Excerpts from a dataset
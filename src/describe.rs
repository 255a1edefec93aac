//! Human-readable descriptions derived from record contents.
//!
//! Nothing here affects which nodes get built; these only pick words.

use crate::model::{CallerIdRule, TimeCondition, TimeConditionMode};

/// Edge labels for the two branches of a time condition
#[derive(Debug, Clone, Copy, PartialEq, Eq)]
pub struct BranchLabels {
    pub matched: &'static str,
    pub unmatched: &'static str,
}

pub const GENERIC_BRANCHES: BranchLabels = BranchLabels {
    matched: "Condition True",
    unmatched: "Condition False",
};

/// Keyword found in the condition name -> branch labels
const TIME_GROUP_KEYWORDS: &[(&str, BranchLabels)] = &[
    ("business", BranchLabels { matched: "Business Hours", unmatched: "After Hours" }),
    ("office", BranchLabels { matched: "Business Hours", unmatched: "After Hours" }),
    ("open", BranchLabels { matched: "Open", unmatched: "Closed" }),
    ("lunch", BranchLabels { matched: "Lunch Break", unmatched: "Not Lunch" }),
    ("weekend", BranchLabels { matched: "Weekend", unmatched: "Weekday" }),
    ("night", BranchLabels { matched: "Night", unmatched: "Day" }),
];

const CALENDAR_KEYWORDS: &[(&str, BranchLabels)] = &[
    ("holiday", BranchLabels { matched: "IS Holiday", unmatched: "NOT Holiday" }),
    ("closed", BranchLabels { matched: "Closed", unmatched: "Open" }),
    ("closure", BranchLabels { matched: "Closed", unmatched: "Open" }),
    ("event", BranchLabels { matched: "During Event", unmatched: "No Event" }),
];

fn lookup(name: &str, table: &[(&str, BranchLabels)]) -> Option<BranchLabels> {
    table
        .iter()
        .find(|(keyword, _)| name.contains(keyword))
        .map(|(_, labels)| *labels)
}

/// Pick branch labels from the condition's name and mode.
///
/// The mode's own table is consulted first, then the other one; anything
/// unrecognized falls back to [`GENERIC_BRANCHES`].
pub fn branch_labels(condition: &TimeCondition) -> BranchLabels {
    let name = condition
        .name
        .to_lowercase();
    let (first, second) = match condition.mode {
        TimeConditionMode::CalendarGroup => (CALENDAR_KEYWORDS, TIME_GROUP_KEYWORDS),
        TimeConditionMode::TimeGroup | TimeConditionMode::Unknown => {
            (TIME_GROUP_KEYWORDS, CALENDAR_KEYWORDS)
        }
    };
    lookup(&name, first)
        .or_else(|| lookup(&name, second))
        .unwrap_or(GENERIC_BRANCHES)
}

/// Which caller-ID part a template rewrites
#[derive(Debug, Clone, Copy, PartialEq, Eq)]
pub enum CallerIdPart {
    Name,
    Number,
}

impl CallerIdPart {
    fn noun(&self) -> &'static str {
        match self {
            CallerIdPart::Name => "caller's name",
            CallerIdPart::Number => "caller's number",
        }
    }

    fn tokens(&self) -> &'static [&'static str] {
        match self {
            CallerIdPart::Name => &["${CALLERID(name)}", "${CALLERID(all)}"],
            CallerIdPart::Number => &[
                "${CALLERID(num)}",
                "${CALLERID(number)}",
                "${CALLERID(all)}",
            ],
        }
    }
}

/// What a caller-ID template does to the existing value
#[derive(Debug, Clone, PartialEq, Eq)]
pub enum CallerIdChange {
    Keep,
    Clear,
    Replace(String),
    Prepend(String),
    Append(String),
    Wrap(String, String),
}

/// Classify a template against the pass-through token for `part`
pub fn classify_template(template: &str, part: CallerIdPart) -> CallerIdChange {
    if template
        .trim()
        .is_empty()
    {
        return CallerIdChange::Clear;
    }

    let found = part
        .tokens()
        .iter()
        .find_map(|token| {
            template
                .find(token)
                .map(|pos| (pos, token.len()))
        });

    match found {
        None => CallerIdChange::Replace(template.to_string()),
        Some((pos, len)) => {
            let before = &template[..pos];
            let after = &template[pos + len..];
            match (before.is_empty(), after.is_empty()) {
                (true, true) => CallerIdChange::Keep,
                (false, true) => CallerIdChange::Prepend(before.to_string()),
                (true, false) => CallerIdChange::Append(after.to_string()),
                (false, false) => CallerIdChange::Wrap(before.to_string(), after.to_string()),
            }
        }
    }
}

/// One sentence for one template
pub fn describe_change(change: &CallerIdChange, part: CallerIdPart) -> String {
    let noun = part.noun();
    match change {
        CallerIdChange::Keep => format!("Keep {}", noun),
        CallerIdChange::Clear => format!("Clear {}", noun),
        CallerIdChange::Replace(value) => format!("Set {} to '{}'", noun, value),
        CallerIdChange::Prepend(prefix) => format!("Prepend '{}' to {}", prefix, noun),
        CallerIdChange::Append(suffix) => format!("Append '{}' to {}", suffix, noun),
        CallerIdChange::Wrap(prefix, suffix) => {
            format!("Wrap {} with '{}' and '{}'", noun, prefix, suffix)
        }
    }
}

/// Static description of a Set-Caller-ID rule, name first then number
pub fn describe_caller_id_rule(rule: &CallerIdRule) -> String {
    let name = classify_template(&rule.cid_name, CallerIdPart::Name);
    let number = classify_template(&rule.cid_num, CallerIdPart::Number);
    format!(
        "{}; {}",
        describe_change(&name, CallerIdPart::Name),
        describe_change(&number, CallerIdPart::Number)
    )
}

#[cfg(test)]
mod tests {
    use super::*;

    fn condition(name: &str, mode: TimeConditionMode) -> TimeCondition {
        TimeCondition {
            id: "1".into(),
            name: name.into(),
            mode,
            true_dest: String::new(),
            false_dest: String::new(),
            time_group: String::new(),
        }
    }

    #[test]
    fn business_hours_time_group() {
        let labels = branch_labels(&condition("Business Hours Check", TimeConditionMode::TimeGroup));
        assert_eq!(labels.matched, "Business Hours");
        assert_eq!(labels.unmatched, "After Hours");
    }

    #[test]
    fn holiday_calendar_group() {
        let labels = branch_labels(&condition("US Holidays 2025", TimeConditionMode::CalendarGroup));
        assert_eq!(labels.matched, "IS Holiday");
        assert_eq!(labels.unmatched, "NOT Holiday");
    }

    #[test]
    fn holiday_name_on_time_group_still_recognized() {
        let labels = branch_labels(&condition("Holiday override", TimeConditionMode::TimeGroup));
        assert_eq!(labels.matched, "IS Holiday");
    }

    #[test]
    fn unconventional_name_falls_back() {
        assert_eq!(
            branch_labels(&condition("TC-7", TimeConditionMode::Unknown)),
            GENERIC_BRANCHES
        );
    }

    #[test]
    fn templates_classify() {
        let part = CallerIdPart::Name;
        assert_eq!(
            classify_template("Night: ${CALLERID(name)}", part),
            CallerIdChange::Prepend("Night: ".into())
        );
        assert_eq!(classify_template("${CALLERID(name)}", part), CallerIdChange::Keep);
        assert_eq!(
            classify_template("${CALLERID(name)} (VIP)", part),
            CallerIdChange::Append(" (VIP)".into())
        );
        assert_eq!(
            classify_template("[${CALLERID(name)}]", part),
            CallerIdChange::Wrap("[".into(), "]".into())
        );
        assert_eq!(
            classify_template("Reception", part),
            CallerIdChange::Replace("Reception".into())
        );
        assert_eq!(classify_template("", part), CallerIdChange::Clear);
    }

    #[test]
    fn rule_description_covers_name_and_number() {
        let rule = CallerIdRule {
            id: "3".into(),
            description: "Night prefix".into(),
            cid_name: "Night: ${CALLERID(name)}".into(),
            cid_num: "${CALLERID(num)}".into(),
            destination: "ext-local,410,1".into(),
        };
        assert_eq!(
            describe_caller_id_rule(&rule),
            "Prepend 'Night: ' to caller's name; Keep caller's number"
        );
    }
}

**What you have to do:** Going through the data, count each line where the word "before" appears, and state only the total.

**Response box:** 4